Dejó la pluma en la mesa y se levantó para estirar la espalda y ejercitar la mano, frotándose el nudillo hinchado. Tal vez no fuera más que la grisura y la tristeza del pleno invierno, que oprimía su espíritu y se cebaba en sus articulaciones. Tal vez el cura no fuera un espía del arzobispo. Tal vez lo único que provocaba aquel dolor en los nudillos y le crispaba los dedos de la mano derecha hasta el punto de no poder apoyarlos con firmeza sobre el pergamino fueran la lluvia y el exceso de trabajo.
La lluvia o el demonio. O ambos.
Ya había anochecido demasiado para ver con claridad. Se le estaba debilitando la vista, incluso la de su ojo bueno. ¿Quién proveería a sir John de los Evangelios en inglés para el continente cuando ella ya no pudiera trabajar? Sólo una o dos de las hermanas eran de absoluta confianza. Con la hermana Agatha ya no se podía contar. Pese a haberla relevado del turno de cocina y haberla reintegrado a su labor de copista, la abadesa ponía mucho cuidado en que sólo se le encargasen obras seculares. Ahora que había vuelto el cura, se imponía una vigilancia aún más estrecha.
Por alguna razón que la abadesa no lograba aprehender con sus nudosos dedos, el hermano estaba cambiado. Para empezar se le veía cansado, casi demacrado, y su mirada había perdido certidumbre. A la pregunta de si se encontraba bien, dijo que estaba muy afectado por el fallecimiento de su padre confesor. Aun así se brindó a oír en confesión a las hermanas —excelente método para espiar conciencias desgarradas entre la ortodoxia y la herejía lolarda—, a pesar de que salía muy poco de las celdas de invitados.
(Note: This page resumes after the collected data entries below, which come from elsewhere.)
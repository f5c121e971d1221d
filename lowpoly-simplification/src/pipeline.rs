//! Per-group decimation pipeline
//!
//! Runs one independent session for a single material-group mesh:
//! cleanup, snapshot, preset and threshold resolution, then the adaptive
//! loop. Sessions share no state, so callers may run one per worker thread.

use crate::adaptive::{AdaptiveDecimator, AttemptResult, DecimationReport};
use crate::cleanup::{CleanupConfig, CleanupStats, MeshCleanup};
use crate::decimate::{CollapseDecimator, DecimationOperator};
use crate::quality::{DecimationConfig, QualityThreshold};
use lowpoly_core::{Mesh, MeshSnapshot, Result};
use tracing::info;

/// Result of running one group through the pipeline
#[derive(Debug, Clone)]
pub struct GroupOutcome {
    /// The decimated mesh
    pub mesh: Mesh,
    /// Polygon count of the group as loaded
    pub input_faces: usize,
    /// Polygon count entering decimation, after cleanup
    pub original_faces: usize,
    /// Polygon count after decimation
    pub final_faces: usize,
    /// Percentage of the loaded polygons removed
    pub reduction_percent: f64,
    pub cleanup: CleanupStats,
    /// Session details, minus the mesh
    pub report: DecimationSummary,
}

/// Decimation session details kept after the mesh is handed off
#[derive(Debug, Clone)]
pub struct DecimationSummary {
    pub attempts: Vec<AttemptResult>,
    pub final_distance: f64,
    pub final_target: usize,
    pub threshold: QualityThreshold,
    pub accepted_via_exhaustion: bool,
    pub short_circuited: bool,
    pub decimation_calls: usize,
}

impl GroupOutcome {
    fn from_report(
        report: DecimationReport,
        input_faces: usize,
        original_faces: usize,
        cleanup: CleanupStats,
    ) -> Self {
        let summary = DecimationSummary {
            attempts: report.attempts,
            final_distance: report.final_distance,
            final_target: report.final_target,
            threshold: report.threshold,
            accepted_via_exhaustion: report.accepted_via_exhaustion,
            short_circuited: report.short_circuited,
            decimation_calls: report.decimation_calls,
        };
        let mesh = report.mesh.into_mesh();
        let final_faces = mesh.face_count();
        let reduction_percent = if input_faces == 0 {
            0.0
        } else {
            (1.0 - final_faces as f64 / input_faces as f64) * 100.0
        };
        Self {
            mesh,
            input_faces,
            original_faces,
            final_faces,
            reduction_percent,
            cleanup,
            report: summary,
        }
    }
}

/// Cleanup followed by quality-controlled decimation
#[derive(Debug, Clone)]
pub struct GroupPipeline<D = CollapseDecimator> {
    pub decimation: DecimationConfig,
    pub cleanup: CleanupConfig,
    operator: D,
}

impl GroupPipeline<CollapseDecimator> {
    pub fn new(decimation: DecimationConfig, cleanup: CleanupConfig) -> Self {
        Self::with_operator(decimation, cleanup, CollapseDecimator::default())
    }
}

impl Default for GroupPipeline<CollapseDecimator> {
    fn default() -> Self {
        Self::new(DecimationConfig::default(), CleanupConfig::default())
    }
}

impl<D: DecimationOperator + Clone> GroupPipeline<D> {
    pub fn with_operator(decimation: DecimationConfig, cleanup: CleanupConfig, operator: D) -> Self {
        Self {
            decimation,
            cleanup,
            operator,
        }
    }

    /// Run one session on `mesh`.
    ///
    /// The configuration is checked before the mesh is touched.
    pub fn run(&self, mut mesh: Mesh) -> Result<GroupOutcome> {
        let initial_target = self.decimation.initial_target()?;
        mesh.validate()?;

        let input_faces = mesh.face_count();
        let cleanup = MeshCleanup::new(self.cleanup).apply(&mut mesh);

        let snapshot = MeshSnapshot::new(mesh)?;
        let original_faces = snapshot.face_count();
        let threshold =
            QualityThreshold::from_diagonal(snapshot.diagonal(), self.decimation.relative_threshold)?;

        let report = AdaptiveDecimator::new(self.operator.clone())
            .with_growth_factor(self.decimation.growth_factor)
            .decimate_with_quality_control(
                &snapshot,
                initial_target,
                &threshold,
                self.decimation.max_attempts,
            )?;

        let outcome = GroupOutcome::from_report(report, input_faces, original_faces, cleanup);
        info!(
            input_faces,
            original_faces,
            final_faces = outcome.final_faces,
            reduction_percent = outcome.reduction_percent,
            hausdorff = outcome.report.final_distance,
            shortfall = outcome.report.accepted_via_exhaustion,
            "group decimated"
        );
        Ok(outcome)
    }
}

#[cfg(test)]
mod tests {
    use super::*;
    use lowpoly_core::{Error, Point3f};

    fn grid(size: usize) -> Mesh {
        let mut vertices = Vec::new();
        for y in 0..size {
            for x in 0..size {
                let fx = x as f32 / (size - 1) as f32 * std::f32::consts::PI;
                vertices.push(Point3f::new(x as f32, y as f32, fx.sin()));
            }
        }
        let mut faces = Vec::new();
        for y in 0..(size - 1) {
            for x in 0..(size - 1) {
                let tl = y * size + x;
                faces.push(vec![tl, tl + size, tl + size + 1, tl + 1]);
            }
        }
        Mesh::from_vertices_and_faces(vertices, faces)
    }

    #[test]
    fn test_small_group_is_short_circuited() {
        let pipeline = GroupPipeline::default();
        let outcome = pipeline.run(grid(6)).unwrap();

        assert!(outcome.report.short_circuited);
        assert_eq!(outcome.report.decimation_calls, 0);
        assert_eq!(outcome.input_faces, 25);
        assert_eq!(outcome.original_faces, 25);
        assert_eq!(outcome.final_faces, 25);
        assert_eq!(outcome.reduction_percent, 0.0);
    }

    #[test]
    fn test_quad_group_below_target_is_untouched() {
        let decimation = DecimationConfig {
            preset: "custom".to_string(),
            custom_target: Some(1000),
            ..Default::default()
        };
        let mesh = grid(31);
        let outcome = GroupPipeline::new(decimation, CleanupConfig::default())
            .run(mesh.clone())
            .unwrap();

        assert_eq!(outcome.input_faces, 900);
        assert_eq!(outcome.original_faces, 900);
        assert!(outcome.report.short_circuited);
        assert_eq!(outcome.report.decimation_calls, 0);
        assert_eq!(outcome.mesh.faces, mesh.faces);
    }

    #[test]
    fn test_reduction_measured_against_loaded_polygons() {
        let decimation = DecimationConfig {
            preset: "custom".to_string(),
            custom_target: Some(10),
            ..Default::default()
        };
        let cleanup = CleanupConfig {
            triangulate: true,
            ..Default::default()
        };
        let outcome = GroupPipeline::new(decimation, cleanup).run(grid(6)).unwrap();

        assert_eq!(outcome.input_faces, 25);
        assert_eq!(outcome.original_faces, 50);
        let expected = (1.0 - outcome.final_faces as f64 / 25.0) * 100.0;
        assert!((outcome.reduction_percent - expected).abs() < 1e-9);
    }

    #[test]
    fn test_custom_target_reduces() {
        let decimation = DecimationConfig {
            preset: "custom".to_string(),
            custom_target: Some(100),
            relative_threshold: 0.05,
            ..Default::default()
        };
        let outcome = GroupPipeline::new(decimation, CleanupConfig::default())
            .run(grid(16))
            .unwrap();

        assert_eq!(outcome.input_faces, 225);
        assert_eq!(outcome.original_faces, 225);
        assert!(outcome.final_faces < outcome.original_faces);
        assert!(outcome.reduction_percent > 0.0);
        assert!(outcome.report.decimation_calls >= 1);
    }

    #[test]
    fn test_bad_config_fails_first() {
        let decimation = DecimationConfig {
            preset: "custom".to_string(),
            custom_target: None,
            ..Default::default()
        };
        let err = GroupPipeline::new(decimation, CleanupConfig::default())
            .run(Mesh::new())
            .unwrap_err();
        assert!(matches!(err, Error::InvalidConfiguration(_)));
    }

    #[test]
    fn test_empty_group_is_invalid_geometry() {
        let err = GroupPipeline::default().run(Mesh::new()).unwrap_err();
        assert!(matches!(err, Error::InvalidGeometry(_)));
    }
}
Un par de veces, al pasar junto a la capilla, la abadesa le oyó recitar el oficio divino, y su voz le pareció tensa por el peso de algún inconfeso pecado. A menos que sólo fuera el luto... Una vez estuvo a punto de decirle que, ahora que no tenía confesor, podía rezar por su cuenta y confesarse directamente a Dios, sin necesidad de intermediarios, pero era muy consciente de que sus palabras toparían con oídos sordos. O con oídos al acecho de aquella herejía, precisamente. Por otro lado, si algo no faltaba eran confesores que oyeran los pecados de aquel hombre. A alguien con tanto futuro en la curia le oiría en confesión hasta el mismísimo arzobispo.
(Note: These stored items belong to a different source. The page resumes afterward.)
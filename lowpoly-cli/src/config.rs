//! Pipeline configuration file

use anyhow::{Context, Result};
use lowpoly_simplification::{CleanupConfig, DecimationConfig};
use serde::{Deserialize, Serialize};
use std::path::Path;

/// Contents of a `lowpoly.toml` file.
///
/// Every field is optional; missing ones keep their defaults.
#[derive(Debug, Clone, Default, PartialEq, Serialize, Deserialize)]
#[serde(default)]
pub struct PipelineConfig {
    /// Run one session per worker thread
    pub parallel: bool,
    pub decimation: DecimationConfig,
    pub cleanup: CleanupConfig,
}

impl PipelineConfig {
    pub fn from_toml(content: &str) -> Result<Self> {
        toml::from_str(content).context("invalid pipeline configuration")
    }

    pub fn load(path: &Path) -> Result<Self> {
        let content = std::fs::read_to_string(path)
            .with_context(|| format!("failed to read config file {}", path.display()))?;
        Self::from_toml(&content).with_context(|| format!("in {}", path.display()))
    }
}

#[cfg(test)]
mod tests {
    use super::*;

    #[test]
    fn test_empty_file_uses_defaults() {
        assert_eq!(PipelineConfig::from_toml("").unwrap(), PipelineConfig::default());
    }

    #[test]
    fn test_partial_sections() {
        let config = PipelineConfig::from_toml(
            r#"
parallel = true

[decimation]
preset = "custom"
custom_target = 5000
relative_threshold = 0.002

[decimation.targets]
low = 10000

[cleanup]
merge_distance = 0.0
"#,
        )
        .unwrap();

        assert!(config.parallel);
        assert_eq!(config.decimation.preset, "custom");
        assert_eq!(config.decimation.custom_target, Some(5000));
        assert_eq!(config.decimation.relative_threshold, 0.002);
        assert_eq!(config.decimation.max_attempts, 6);
        assert_eq!(config.decimation.targets.low, 10_000);
        assert_eq!(config.decimation.targets.medium, 100_000);
        assert_eq!(config.cleanup.merge_distance, 0.0);
        assert!(config.cleanup.remove_loose);
        assert_eq!(config.decimation.initial_target().unwrap(), 5000);
    }

    #[test]
    fn test_type_errors_are_reported() {
        assert!(PipelineConfig::from_toml("[decimation]\nmax_attempts = \"many\"\n").is_err());
    }

    #[test]
    fn test_missing_file() {
        assert!(PipelineConfig::load(Path::new("/nonexistent/lowpoly.toml")).is_err());
    }
}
En fin, se regañó, basta de cavilaciones. Aún quedaba bastante luz para trabajar un poco antes de la campana que llamaba a las hermanas a vísperas. Al cruzar la sala en busca de otra vela, miró por la ventana que daba al claustro cuadrado, con su hermosa fuente, cuya visión siempre le daba paz.
Pero esta vez no se la dio.
Porque dentro del claustro, sentada en un banco, estaba la hermana Agatha, con medio cuerpo en la sombra, la luz del crepúsculo en su cara blanca y un desconocido al lado. Habían hecho mal en dejarle entrar sin el permiso de la abadesa. A menos que fuera un clérigo, naturalmente... Otro representante de la Iglesia con el encargo de espiarlas. Más le valía a la abadesa cubrirse con el velo y bajar a impedirlo. Parecía mentira que siempre supieran a quién elegir. ¿Por qué no se cebaban en Matilde? O incluso en una de las novicias, que no sabían nada de la auténtica misión de la abadía.
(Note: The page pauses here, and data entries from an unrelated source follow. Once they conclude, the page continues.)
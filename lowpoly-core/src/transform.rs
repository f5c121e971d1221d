//! World-space transform of a mesh

use crate::point::{Point3d, Point3f, Vector3d};
use nalgebra::Matrix4;
use serde::{Deserialize, Serialize};

/// A 4x4 affine transform placing a mesh's local vertices in world space.
///
/// Distances are measured in world space, so the transform is kept in
/// double precision even though vertices are stored as `f32`.
#[derive(Debug, Clone, Copy, PartialEq, Serialize, Deserialize)]
pub struct Transform3D {
    pub matrix: Matrix4<f64>,
}

impl Transform3D {
    /// Create an identity transformation
    pub fn identity() -> Self {
        Self {
            matrix: Matrix4::identity(),
        }
    }

    /// Create a translation transformation
    pub fn translation(translation: Vector3d) -> Self {
        Self {
            matrix: Matrix4::new_translation(&translation),
        }
    }

    /// Create a non-uniform scaling transformation
    pub fn scaling(scale: Vector3d) -> Self {
        Self {
            matrix: Matrix4::new_nonuniform_scaling(&scale),
        }
    }

    /// Create a uniform scaling transformation
    pub fn uniform_scaling(scale: f64) -> Self {
        Self {
            matrix: Matrix4::new_scaling(scale),
        }
    }

    /// Map a stored local-space vertex to world space.
    pub fn apply(&self, local: &Point3f) -> Point3d {
        let p = Point3d::new(local.x as f64, local.y as f64, local.z as f64);
        self.apply_d(&p)
    }

    /// Map a double-precision point to world space.
    pub fn apply_d(&self, point: &Point3d) -> Point3d {
        let h = self.matrix * point.to_homogeneous();
        Point3d::from_homogeneous(h).unwrap_or(*point)
    }

    /// Compose this transformation with another (`self` applied last)
    pub fn compose(self, other: Self) -> Self {
        Self {
            matrix: self.matrix * other.matrix,
        }
    }

    /// Get the inverse transformation
    pub fn inverse(self) -> Option<Self> {
        self.matrix
            .try_inverse()
            .map(|matrix| Self { matrix })
    }

    /// Check if this is approximately the identity transformation
    pub fn is_identity(&self, epsilon: f64) -> bool {
        (self.matrix - Matrix4::identity()).norm() < epsilon
    }
}

impl Default for Transform3D {
    fn default() -> Self {
        Self::identity()
    }
}

impl std::ops::Mul for Transform3D {
    type Output = Self;

    fn mul(self, rhs: Self) -> Self::Output {
        self.compose(rhs)
    }
}

impl From<Matrix4<f64>> for Transform3D {
    fn from(matrix: Matrix4<f64>) -> Self {
        Self { matrix }
    }
}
Justo entonces llamaron a la puerta, sin darle tiempo de ajustarse el velo.
—Madre, ha venido un mensajero del castillo de Cooling. Dice que es urgente. ¿Le dejo entrar?
Urgente. Del castillo. Probablemente una advertencia. Demasiado tarde, pensó la abadesa, cerrando la puerta al salir.
—Estaba a punto de bajar al claustro. Hablaré directamente con él. Dale algo de beber y pídele que espere.